If you’re starting a new office, designing a shopfront, or outfitting a brand new building, you will need to carefully consider how you’re going to set up your IT.  Staff and customers all rely on efficient wireless and wired connections to make purchases, transactions, browse, communicate across the business and outside of it, and handle security. It’s up to the business owner and the network administrator to design and build cabling, router points, and telephony that can scale and adapt to whatever the business demands day-to-day.

It might seem like a daunting task, particularly if you’re inexperienced with IT – which is why Staveley Comms are here to help. We can provide cabling, router, VoIP, and hardware installation as standard. Here’s our quick guide as to what you’ll need to consider before contacting us.

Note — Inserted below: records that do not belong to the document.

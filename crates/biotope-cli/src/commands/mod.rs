pub mod check;
pub mod init;
pub mod run;

use std::fs;
use std::path::Path;

use biotope_core::SimConfig;

/// Read and validate a configuration file.
fn load_config(path: &Path) -> Result<SimConfig, String> {
    let source = fs::read_to_string(path)
        .map_err(|e| format!("cannot read '{}': {e}", path.display()))?;
    SimConfig::from_toml_str(&source).map_err(|e| format!("{}: {e}", path.display()))
}
//! Building a fresh world and its starting population.

use biotope_core::agent::{Agent, Position, Sex};
use biotope_core::config::SimConfig;
use biotope_core::error::CoreError;
use biotope_core::grid::ResourceGrid;
use biotope_core::population::Population;
use biotope_core::rng::SimRng;
use biotope_core::world::World;

use crate::error::SimResult;

/// Fraction of the cell count that becomes vegetation patches, per unit of
/// mean food.
const PATCH_DENSITY: f64 = 0.02;
/// Patch radius range, in cells, inclusive.
const PATCH_RADIUS: (i64, i64) = (3, 12);
/// Oldest starting age, as a fraction of the lifespan.
const MAX_START_AGE_FRACTION: f64 = 0.95;

/// Seed the RNG from the configuration and lay out the initial food.
pub fn create_world(config: SimConfig) -> SimResult<World> {
    config.validate().map_err(CoreError::from)?;
    let mut rng = SimRng::new(config.seed);
    let grid = initial_grid(&config, &mut rng);
    Ok(World::from_parts(config, rng, grid)?)
}

/// The starting food layout: a uniform fill when `initial_food_flat` is set,
/// otherwise randomly placed circular patches.
///
/// Each patch draws, in order, its centre column and row, a radius, and an
/// intensity in `[mean / 2, min(1, 1.5 * mean))`; every cell within the
/// radius gains the intensity, capped at 1. Patches do not wrap.
pub fn initial_grid(config: &SimConfig, rng: &mut SimRng) -> ResourceGrid {
    let mean = config.initial_food_mean;
    if config.initial_food_flat {
        return ResourceGrid::filled(config.width, config.height, mean as f32);
    }

    let mut grid = ResourceGrid::filled(config.width, config.height, 0.0);
    let cells = f64::from(config.width) * f64::from(config.height);
    let patches = ((cells * mean * PATCH_DENSITY) as usize).max(1);

    for _ in 0..patches {
        let cx = i64::from(rng.below(config.width));
        let cy = i64::from(rng.below(config.height));
        let radius = rng.between(PATCH_RADIUS.0, PATCH_RADIUS.1);
        let intensity = rng.uniform_between(mean * 0.5, (mean * 1.5).min(1.0)) as f32;
        paint_patch(&mut grid, cx, cy, radius, intensity);
    }
    tracing::debug!(patches, mean = grid.mean(), "initial food laid out");
    grid
}

fn paint_patch(grid: &mut ResourceGrid, cx: i64, cy: i64, radius: i64, intensity: f32) {
    let x_max = i64::from(grid.width()) - 1;
    let y_max = i64::from(grid.height()) - 1;
    for y in (cy - radius).max(0)..=(cy + radius).min(y_max) {
        for x in (cx - radius).max(0)..=(cx + radius).min(x_max) {
            let (dx, dy) = (x - cx, y - cy);
            if dx * dx + dy * dy > radius * radius {
                continue;
            }
            // Both coordinates were clamped to the grid above.
            let pos = Position::new(x as u32, y as u32);
            grid.set(pos, (grid.get(pos) + intensity).clamp(0.0, 1.0));
        }
    }
}

/// Create the starting population, drawing from the world's RNG.
///
/// Ages come from the bulk stream as one normal batch and are clamped to
/// `[0, 0.95 * max_age]`. Per agent the scalar stream then yields sex,
/// infection, column and row.
pub fn populate(world: &mut World) -> SimResult<Population> {
    let (config, rng, _) = world.split_mut();
    let count = config.initial_agents;
    let ages = rng.normal_samples(
        config.initial_age_median_years,
        config.initial_age_spread_years.max(0.0),
        count,
    );
    let oldest = MAX_START_AGE_FRACTION * config.max_age_years;

    let mut population = Population::new();
    for age in ages {
        let sex = if rng.chance(0.5) { Sex::Male } else { Sex::Female };
        let infected = rng.chance(config.initial_infected_pct);
        let x = rng.below(config.width);
        let y = rng.below(config.height);

        let id = population.allocate_id();
        let agent = Agent::new(id, Position::new(x, y), sex)
            .with_energy(config.initial_energy)
            .with_age(age.clamp(0.0, oldest))
            .with_max_age(config.max_age_years)
            .with_infection(infected);
        population.insert(agent)?;
    }

    tracing::info!(
        agents = population.len(),
        infected = population.infected_count(),
        "population created"
    );
    Ok(population)
}
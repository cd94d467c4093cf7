use crate::context::TickContext;
use crate::error::SimResult;
use crate::system::System;

/// Convert an annual probability into the probability for a tick lasting
/// `year_fraction` years, preserving the compounded annual rate.
pub fn per_tick_probability(annual: f64, year_fraction: f64) -> f64 {
    if year_fraction == 0.0 {
        return 0.0;
    }
    if year_fraction == 1.0 {
        return annual;
    }
    1.0 - (1.0 - annual).powf(year_fraction)
}

/// Infection, disease progression and recovery.
///
/// Healthy agents draw once for infection. Infected agents accumulate
/// disease time, lose energy, and past the recovery threshold draw once for
/// recovery. Death from disease is decided by mortality.
#[derive(Debug, Clone, Copy, Default)]
pub struct DiseaseSystem;

impl System for DiseaseSystem {
    fn name(&self) -> &'static str {
        "disease"
    }

    fn run(&self, ctx: &mut TickContext<'_>) -> SimResult<()> {
        let years = ctx.years_per_tick();
        let (config, rng, _) = ctx.world.split_mut();
        let p_infect = per_tick_probability(config.infection_annual_prob, years);
        let p_recover = per_tick_probability(config.disease_recovery_annual_prob, years);
        let drain = config.disease_energy_loss_per_year * years;

        for agent in ctx.population.iter_mut() {
            if !agent.infected {
                if rng.chance(p_infect) {
                    agent.infected = true;
                    agent.disease_years = 0.0;
                    tracing::trace!(agent = %agent.id, "infected");
                }
                continue;
            }

            agent.disease_years += years;
            agent.energy -= drain;
            if agent.disease_years >= config.disease_recovery_after_years
                && rng.chance(p_recover)
            {
                agent.recover();
                tracing::trace!(agent = %agent.id, "recovered");
            }
        }
        Ok(())
    }
}
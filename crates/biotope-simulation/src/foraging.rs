use biotope_core::config::SimConfig;
use biotope_core::grid::ResourceGrid;
use biotope_core::population::Population;

use crate::context::TickContext;
use crate::error::SimResult;
use crate::system::System;

/// Most food an agent can take from its cell in one tick.
pub const BITE_SIZE: f64 = 0.1;
/// Energy gained per unit of food eaten.
pub const ENERGY_PER_FOOD: f64 = 5.0;
/// Ticks an agent counts as "recently fed" after a meal.
pub const RECENT_MEAL_TICKS: u8 = 5;

/// Agents eat from their own cell and track hunger.
#[derive(Debug, Clone, Copy, Default)]
pub struct ForagingSystem;

impl System for ForagingSystem {
    fn name(&self) -> &'static str {
        "foraging"
    }

    fn run(&self, ctx: &mut TickContext<'_>) -> SimResult<()> {
        let (config, _, grid) = ctx.world.split_mut();
        forage(config, grid, ctx.population);
        Ok(())
    }
}

/// Feed every agent in id order. Agents sharing a cell compete for the
/// same food, so earlier ids eat first.
pub fn forage(config: &SimConfig, grid: &mut ResourceGrid, population: &mut Population) {
    for agent in population.iter_mut() {
        let available = f64::from(grid.get(agent.position));
        let eat = available.min(BITE_SIZE);
        if eat > 0.0 {
            grid.set(agent.position, (available - eat) as f32);
            agent.energy += eat * ENERGY_PER_FOOD;
        }

        if eat > 0.0 && eat >= config.min_eat_to_count {
            agent.ate_recent_ticks = RECENT_MEAL_TICKS;
            agent.hunger_streak_ticks = 0;
        } else {
            agent.hunger_streak_ticks = agent.hunger_streak_ticks.saturating_add(1);
            agent.ate_recent_ticks = agent.ate_recent_ticks.saturating_sub(1);
        }
    }
}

The Basics – Planning your Layout

What kind of space are you looking to outfit? What devices will connect to it? How many users will be in that space at once? If you’re looking to equip an open office sales space with telecoms and internal LAN (local area network) lines, you’ll need a much more intense and systematic IT scheme in place than a single phone line. It’s also worth considering integrating cost-effectiveness – could a third-party VoIP plan or virtual hosting and storage save your company space and money?

Alternatively – are your plans overengineered, relative to your IT needs? Installing a low-capacity centrally-administered hub to provide a wireless signal to passing customers and staff might work just as well as outfitting every booth and corner with a dedicated RJ45 connection.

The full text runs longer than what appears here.